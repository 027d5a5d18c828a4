//! # semdex
//!
//! **A multi-language repository ingestion pipeline for semantic code search.**
//!
//! semdex walks a curated set of local repository checkouts, parses each
//! file into syntactically coherent chunks (functions, types, contracts,
//! documentation sections), embeds the chunks through an OpenAI-compatible
//! batch endpoint, and upserts content-addressed vectors into a pluggable
//! vector store. Progress is checkpointed so a crash or cancellation loses
//! at most a small bounded window of idempotent work.
//!
//! ## Architecture
//!
//! ```text
//! ┌───────────────┐   ┌──────────────┐   ┌───────────────┐
//! │ FileProcessor │──▶│ BatchProcessor│──▶│ StorageManager │
//! │ walk+dispatch │   │ embed (pool) │   │ validate+upsert│
//! └───────┬───────┘   └──────┬───────┘   └───────┬───────┘
//!         │ parsers           │ EmbeddingClient   │ VectorBackend
//!         ▼                   ▼                   ▼
//!   tree-sitter / YAML   POST /embeddings    Qdrant | SurrealDB
//! ```
//!
//! ## Data flow
//!
//! 1. The **pipeline** ([`pipeline::Pipeline`]) iterates repositories
//!    sequentially and owns the [`checkpoint`] store.
//! 2. The **file processor** ([`files`]) walks each tree, filters and
//!    groups files by language in a fixed order, and dispatches each file
//!    to its [`parsers`] implementation.
//! 3. Parsed [`chunk::Chunk`]s carry provenance, a business-domain tag,
//!    a complexity score, and a SHA-256 identity hash; the hash derives
//!    the vector point UUID, so re-ingestion overwrites in place.
//! 4. The **batch processor** ([`batch`]) forms fixed-size batches and
//!    embeds them on a bounded worker pool ([`embedding`]); a failed batch
//!    stores nothing and the run continues.
//! 5. The **storage manager** ([`storage`]) validates vectors and upserts
//!    points into every target collection ([`collections`]) of the
//!    selected [`backend`].
//!
//! ## Chunk identity
//!
//! | Derivation | Value |
//! |------------|-------|
//! | `chunk_hash` | SHA-256 of `language \| file_path \| item_type \| item_name \| content` |
//! | point id | UUIDv5 (URL namespace) of `chunk_hash` |
//!
//! ## Modules
//!
//! | Module | Purpose |
//! |--------|---------|
//! | [`config`] | Resolved immutable configuration and static enumerations |
//! | [`repos`] | `repositories.yaml` loading and validation |
//! | [`collections`] | Collection naming and multi-collection assignment |
//! | [`chunk`] | Chunk model, hashing, complexity, domain classification |
//! | [`parsers`] | Per-language structural parsers and the registry |
//! | [`files`] | Repository walking, filtering, language dispatch |
//! | [`embedding`] | Rate-limited embedding client with retry/backoff |
//! | [`backend`] | Vector store trait with Qdrant, SurrealDB, memory impls |
//! | [`storage`] | Point construction, validation, batched upserts |
//! | [`batch`] | Bounded-concurrency batch driver with checkpoint tracking |
//! | [`pipeline`] | Orchestrator: repositories, resume, statistics |
//! | [`checkpoint`] | Atomic durable progress records |
//! | [`search`] | Query-time search across language collections |
//! | [`stats`] | Run statistics and the end-of-run summary |
//! | [`error`] | Failure taxonomy: what retries, what skips, what aborts |

pub mod backend;
pub mod batch;
pub mod checkpoint;
pub mod chunk;
pub mod collections;
pub mod config;
pub mod embedding;
pub mod error;
pub mod files;
pub mod parsers;
pub mod pipeline;
pub mod repos;
pub mod search;
pub mod stats;
pub mod storage;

* * * * *

Work task:
Scan the listing for the word "multi". Copy every line in which it appears.

Result:
//! **A multi-language repository ingestion pipeline for semantic code search.**
//! | [`collections`] | Collection naming and multi-collection assignment |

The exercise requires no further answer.